• _Records excerpted from a collection_:
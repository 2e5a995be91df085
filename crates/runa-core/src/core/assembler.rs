//! Streaming assembler.
//!
//! Consumes one model round's [`ModelStream`] and folds the raw events
//! into ordered text segments and fully parsed tool calls. Text is sealed
//! into a segment at each tool-call boundary and at end of stream; tool
//! arguments are accumulated as JSON fragments and parsed only once the
//! call closes. Deltas are forwarded to the caller as they arrive.

use std::time::Duration;

use serde_json::Value;
use tokio_util::sync::CancellationToken;

use crate::core::agent::EventSender;
use crate::core::errors::RuntimeError;
use crate::core::events::AgentEvent;
use crate::model::ModelEvent;
use crate::model::ModelStream;

use futures_util::StreamExt;

/// A fully parsed tool call extracted from the stream.
#[derive(Debug, Clone, PartialEq)]
pub(crate) struct ToolCall {
    pub id: String,
    pub name: String,
    pub input: Value,
}

/// A tool call whose accumulated arguments were not valid JSON.
#[derive(Debug, Clone)]
pub(crate) struct MalformedCall {
    pub id: String,
    pub name: String,
    pub raw: String,
    pub error: String,
}

/// How the stream ended.
#[derive(Debug)]
pub(crate) enum StreamOutcome {
    /// The model signalled completion.
    Completed,
    /// Transport failure, malformed stream, or cancellation.
    Failed(RuntimeError),
}

/// Everything assembled from one model round.
#[derive(Debug)]
pub(crate) struct AssembledTurn {
    /// Sealed text segments, in stream order.
    pub segments: Vec<String>,
    /// Parsed tool calls, in stream order.
    pub tool_calls: Vec<ToolCall>,
    /// Set when a call's arguments failed to parse; assembly stops there.
    pub malformed: Option<MalformedCall>,
    pub outcome: StreamOutcome,
}

impl AssembledTurn {
    pub fn text(&self) -> String {
        self.segments.concat()
    }
}

/// In-flight accumulator for one tool call's streamed arguments.
struct ToolCallBuilder {
    index: usize,
    id: String,
    name: String,
    input_json: String,
}

impl ToolCallBuilder {
    fn finalize(self) -> Result<ToolCall, MalformedCall> {
        let trimmed = self.input_json.trim();
        let input = if trimmed.is_empty() {
            Ok(Value::Object(serde_json::Map::new()))
        } else {
            serde_json::from_str(trimmed)
        };
        match input {
            Ok(input) => Ok(ToolCall {
                id: self.id,
                name: self.name,
                input,
            }),
            Err(err) => Err(MalformedCall {
                id: self.id,
                name: self.name,
                raw: self.input_json,
                error: err.to_string(),
            }),
        }
    }
}

/// Drains a model stream into an [`AssembledTurn`], forwarding deltas and
/// parsed tool calls to `sender` as they materialize.
///
/// Never panics on a malformed stream; every irregularity lands in
/// `outcome`. A closed event channel is treated as implicit cancellation.
pub(crate) async fn assemble(
    mut stream: ModelStream,
    sender: &EventSender,
    cancel: &CancellationToken,
    event_timeout: Duration,
) -> AssembledTurn {
    let mut segments: Vec<String> = Vec::new();
    let mut current = String::new();
    let mut builders: Vec<ToolCallBuilder> = Vec::new();
    let mut tool_calls: Vec<ToolCall> = Vec::new();

    macro_rules! finish {
        ($outcome:expr) => {
            return AssembledTurn {
                segments,
                tool_calls,
                malformed: None,
                outcome: $outcome,
            }
        };
    }

    loop {
        let next = tokio::select! {
            biased;
            () = cancel.cancelled() => {
                if !current.is_empty() {
                    segments.push(std::mem::take(&mut current));
                }
                finish!(StreamOutcome::Failed(RuntimeError::cancelled()));
            }
            next = tokio::time::timeout(event_timeout, stream.next()) => next,
        };

        let event = match next {
            Ok(Some(Ok(event))) => event,
            Ok(Some(Err(err))) => {
                if !current.is_empty() {
                    segments.push(std::mem::take(&mut current));
                }
                let mut runtime_err = RuntimeError::stream_transport(err.message.clone());
                if let Some(details) = err.details {
                    runtime_err = runtime_err.with_details(details);
                }
                finish!(StreamOutcome::Failed(runtime_err));
            }
            Ok(None) => {
                if !current.is_empty() {
                    segments.push(std::mem::take(&mut current));
                }
                finish!(StreamOutcome::Failed(RuntimeError::stream_transport(
                    "Model stream ended before completion",
                )));
            }
            Err(_) => {
                if !current.is_empty() {
                    segments.push(std::mem::take(&mut current));
                }
                finish!(StreamOutcome::Failed(RuntimeError::stream_transport(
                    format!(
                        "No model event within {} seconds",
                        event_timeout.as_secs()
                    ),
                )));
            }
        };

        match event {
            ModelEvent::TextDelta { text } => {
                current.push_str(&text);
                if !sender
                    .send(AgentEvent::TextDelta { text })
                    .await
                {
                    cancel.cancel();
                    segments.push(std::mem::take(&mut current));
                    finish!(StreamOutcome::Failed(RuntimeError::cancelled()));
                }
            }
            ModelEvent::ToolCallStart { index, id, name } => {
                if !current.is_empty() {
                    let segment = std::mem::take(&mut current);
                    let delivered = sender
                        .send(AgentEvent::AssistantSegment {
                            text: segment.clone(),
                        })
                        .await;
                    segments.push(segment);
                    if !delivered {
                        cancel.cancel();
                        finish!(StreamOutcome::Failed(RuntimeError::cancelled()));
                    }
                }
                builders.push(ToolCallBuilder {
                    index,
                    id: id.unwrap_or_else(|| uuid::Uuid::new_v4().to_string()),
                    name,
                    input_json: String::new(),
                });
            }
            ModelEvent::ToolCallDelta {
                index,
                partial_json,
            } => {
                let Some(builder) = builders.iter_mut().find(|b| b.index == index) else {
                    finish!(StreamOutcome::Failed(RuntimeError::stream_transport(
                        format!("Tool call fragment for unknown index {index}"),
                    )));
                };
                builder.input_json.push_str(&partial_json);
            }
            ModelEvent::ToolCallEnd { index } => {
                let Some(position) = builders.iter().position(|b| b.index == index) else {
                    finish!(StreamOutcome::Failed(RuntimeError::stream_transport(
                        format!("Tool call end for unknown index {index}"),
                    )));
                };
                match builders.remove(position).finalize() {
                    Ok(call) => {
                        let delivered = sender
                            .send(AgentEvent::ToolCallRequested {
                                id: call.id.clone(),
                                name: call.name.clone(),
                                input: call.input.clone(),
                            })
                            .await;
                        tool_calls.push(call);
                        if !delivered {
                            cancel.cancel();
                            finish!(StreamOutcome::Failed(RuntimeError::cancelled()));
                        }
                    }
                    Err(malformed) => {
                        let error = RuntimeError::invalid_parameters(
                            &malformed.name,
                            malformed.error.clone(),
                        );
                        return AssembledTurn {
                            segments,
                            tool_calls,
                            malformed: Some(malformed),
                            outcome: StreamOutcome::Failed(error),
                        };
                    }
                }
            }
            ModelEvent::Completed => {
                if !current.is_empty() {
                    let segment = std::mem::take(&mut current);
                    let delivered = sender
                        .send(AgentEvent::AssistantSegment {
                            text: segment.clone(),
                        })
                        .await;
                    segments.push(segment);
                    if !delivered {
                        cancel.cancel();
                        finish!(StreamOutcome::Failed(RuntimeError::cancelled()));
                    }
                }
                finish!(StreamOutcome::Completed);
            }
            ModelEvent::Error { message } => {
                if !current.is_empty() {
                    segments.push(std::mem::take(&mut current));
                }
                finish!(StreamOutcome::Failed(RuntimeError::stream_transport(
                    message
                )));
            }
        }
    }
}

• _Problem description_: Write out every entry exactly as it appears.

• _Answer_:
repository 2e5a995be91df085
filename crates/runa-core/src/core/assembler.rs
//! Streaming assembler.
//!
//! Consumes one model round's [`ModelStream`] and folds the raw events
//! into ordered text segments and fully parsed tool calls. Text is sealed
//! into a segment at each tool-call boundary and at end of stream; tool
//! arguments are accumulated as JSON fragments and parsed only once the
//! call closes. Deltas are forwarded to the caller as they arrive.

use std::time::Duration;

use serde_json::Value;
use tokio_util::sync::CancellationToken;

use crate::core::agent::EventSender;
use crate::core::errors::RuntimeError;
use crate::core::events::AgentEvent;
use crate::model::ModelEvent;
use crate::model::ModelStream;

use futures_util::StreamExt;

/// A fully parsed tool call extracted from the stream.
#[derive(Debug, Clone, PartialEq)]
pub(crate) struct ToolCall {
    pub id: String,
    pub name: String,
    pub input: Value,
}

/// A tool call whose accumulated arguments were not valid JSON.
#[derive(Debug, Clone)]
pub(crate) struct MalformedCall {
    pub id: String,
    pub name: String,
    pub raw: String,
    pub error: String,
}

/// How the stream ended.
#[derive(Debug)]
pub(crate) enum StreamOutcome {
    /// The model signalled completion.
    Completed,
    /// Transport failure, malformed stream, or cancellation.
    Failed(RuntimeError),
}

/// Everything assembled from one model round.
#[derive(Debug)]
pub(crate) struct AssembledTurn {
    /// Sealed text segments, in stream order.
    pub segments: Vec<String>,
    /// Parsed tool calls, in stream order.
    pub tool_calls: Vec<ToolCall>,
    /// Set when a call's arguments failed to parse; assembly stops there.
    pub malformed: Option<MalformedCall>,
    pub outcome: StreamOutcome,
}

impl AssembledTurn {
    pub fn text(&self) -> String {
        self.segments.concat()
    }
}

/// In-flight accumulator for one tool call's streamed arguments.
struct ToolCallBuilder {
    index: usize,
    id: String,
    name: String,
    input_json: String,
}

impl ToolCallBuilder {
    fn finalize(self) -> Result<ToolCall, MalformedCall> {
        let trimmed = self.input_json.trim();
        let input = if trimmed.is_empty() {
            Ok(Value::Object(serde_json::Map::new()))
        } else {
            serde_json::from_str(trimmed)
        };
        match input {
            Ok(input) => Ok(ToolCall {
                id: self.id,
                name: self.name,
                input,
            }),
            Err(err) => Err(MalformedCall {
                id: self.id,
                name: self.name,
                raw: self.input_json,
                error: err.to_string(),
            }),
        }
    }
}

/// Drains a model stream into an [`AssembledTurn`], forwarding deltas and
/// parsed tool calls to `sender` as they materialize.
///
/// Never panics on a malformed stream; every irregularity lands in
/// `outcome`. A closed event channel is treated as implicit cancellation.
pub(crate) async fn assemble(
    mut stream: ModelStream,
    sender: &EventSender,
    cancel: &CancellationToken,
    event_timeout: Duration,
) -> AssembledTurn {
    let mut segments: Vec<String> = Vec::new();
    let mut current = String::new();
    let mut builders: Vec<ToolCallBuilder> = Vec::new();
    let mut tool_calls: Vec<ToolCall> = Vec::new();

    macro_rules! finish {
        ($outcome:expr) => {
            return AssembledTurn {
                segments,
                tool_calls,
                malformed: None,
                outcome: $outcome,
            }
        };
    }

    loop {
        let next = tokio::select! {
            biased;
            () = cancel.cancelled() => {
                if !current.is_empty() {
                    segments.push(std::mem::take(&mut current));
                }
                finish!(StreamOutcome::Failed(RuntimeError::cancelled()));
            }
            next = tokio::time::timeout(event_timeout, stream.next()) => next,
        };

        let event = match next {
            Ok(Some(Ok(event))) => event,
            Ok(Some(Err(err))) => {
                if !current.is_empty() {
                    segments.push(std::mem::take(&mut current));
                }
                let mut runtime_err = RuntimeError::stream_transport(err.message.clone());
                if let Some(details) = err.details {
                    runtime_err = runtime_err.with_details(details);
                }
                finish!(StreamOutcome::Failed(runtime_err));
            }
            Ok(None) => {
                if !current.is_empty() {
                    segments.push(std::mem::take(&mut current));
                }
                finish!(StreamOutcome::Failed(RuntimeError::stream_transport(
                    "Model stream ended before completion",
                )));
            }
            Err(_) => {
                if !current.is_empty() {
                    segments.push(std::mem::take(&mut current));
                }
                finish!(StreamOutcome::Failed(RuntimeError::stream_transport(
                    format!(
                        "No model event within {} seconds",
                        event_timeout.as_secs()
                    ),
                )));
            }
        };

        match event {
            ModelEvent::TextDelta { text } => {
                current.push_str(&text);
                if !sender
                    .send(AgentEvent::TextDelta { text })
                    .await
                {
                    cancel.cancel();
                    segments.push(std::mem::take(&mut current));
                    finish!(StreamOutcome::Failed(RuntimeError::cancelled()));
                }
            }
            ModelEvent::ToolCallStart { index, id, name } => {
                if !current.is_empty() {
                    let segment = std::mem::take(&mut current);
                    let delivered = sender
                        .send(AgentEvent::AssistantSegment {
                            text: segment.clone(),
                        })
                        .await;
                    segments.push(segment);
                    if !delivered {
                        cancel.cancel();
                        finish!(StreamOutcome::Failed(RuntimeError::cancelled()));
                    }
                }
                builders.push(ToolCallBuilder {
                    index,
                    id: id.unwrap_or_else(|| uuid::Uuid::new_v4().to_string()),
                    name,
                    input_json: String::new(),
                });
            }
            ModelEvent::ToolCallDelta {
                index,
                partial_json,
            } => {
                let Some(builder) = builders.iter_mut().find(|b| b.index == index) else {
                    finish!(StreamOutcome::Failed(RuntimeError::stream_transport(
                        format!("Tool call fragment for unknown index {index}"),
                    )));
                };
                builder.input_json.push_str(&partial_json);
            }
            ModelEvent::ToolCallEnd { index } => {
                let Some(position) = builders.iter().position(|b| b.index == index) else {
                    finish!(StreamOutcome::Failed(RuntimeError::stream_transport(
                        format!("Tool call end for unknown index {index}"),
                    )));
                };
                match builders.remove(position).finalize() {
                    Ok(call) => {
                        let delivered = sender
                            .send(AgentEvent::ToolCallRequested {
                                id: call.id.clone(),
                                name: call.name.clone(),
                                input: call.input.clone(),
                            })
                            .await;
                        tool_calls.push(call);
                        if !delivered {
                            cancel.cancel();
                            finish!(StreamOutcome::Failed(RuntimeError::cancelled()));
                        }
                    }
                    Err(malformed) => {
                        let error = RuntimeError::invalid_parameters(
                            &malformed.name,
                            malformed.error.clone(),
                        );
                        return AssembledTurn {
                            segments,
                            tool_calls,
                            malformed: Some(malformed),
                            outcome: StreamOutcome::Failed(error),
                        };
                    }
                }
            }
            ModelEvent::Completed => {
                if !current.is_empty() {
                    let segment = std::mem::take(&mut current);
                    let delivered = sender
                        .send(AgentEvent::AssistantSegment {
                            text: segment.clone(),
                        })
                        .await;
                    segments.push(segment);
                    if !delivered {
                        cancel.cancel();
                        finish!(StreamOutcome::Failed(RuntimeError::cancelled()));
                    }
                }
                finish!(StreamOutcome::Completed);
            }
            ModelEvent::Error { message } => {
                if !current.is_empty() {
                    segments.push(std::mem::take(&mut current));
                }
                finish!(StreamOutcome::Failed(RuntimeError::stream_transport(
                    message
                )));
            }
        }
    }
}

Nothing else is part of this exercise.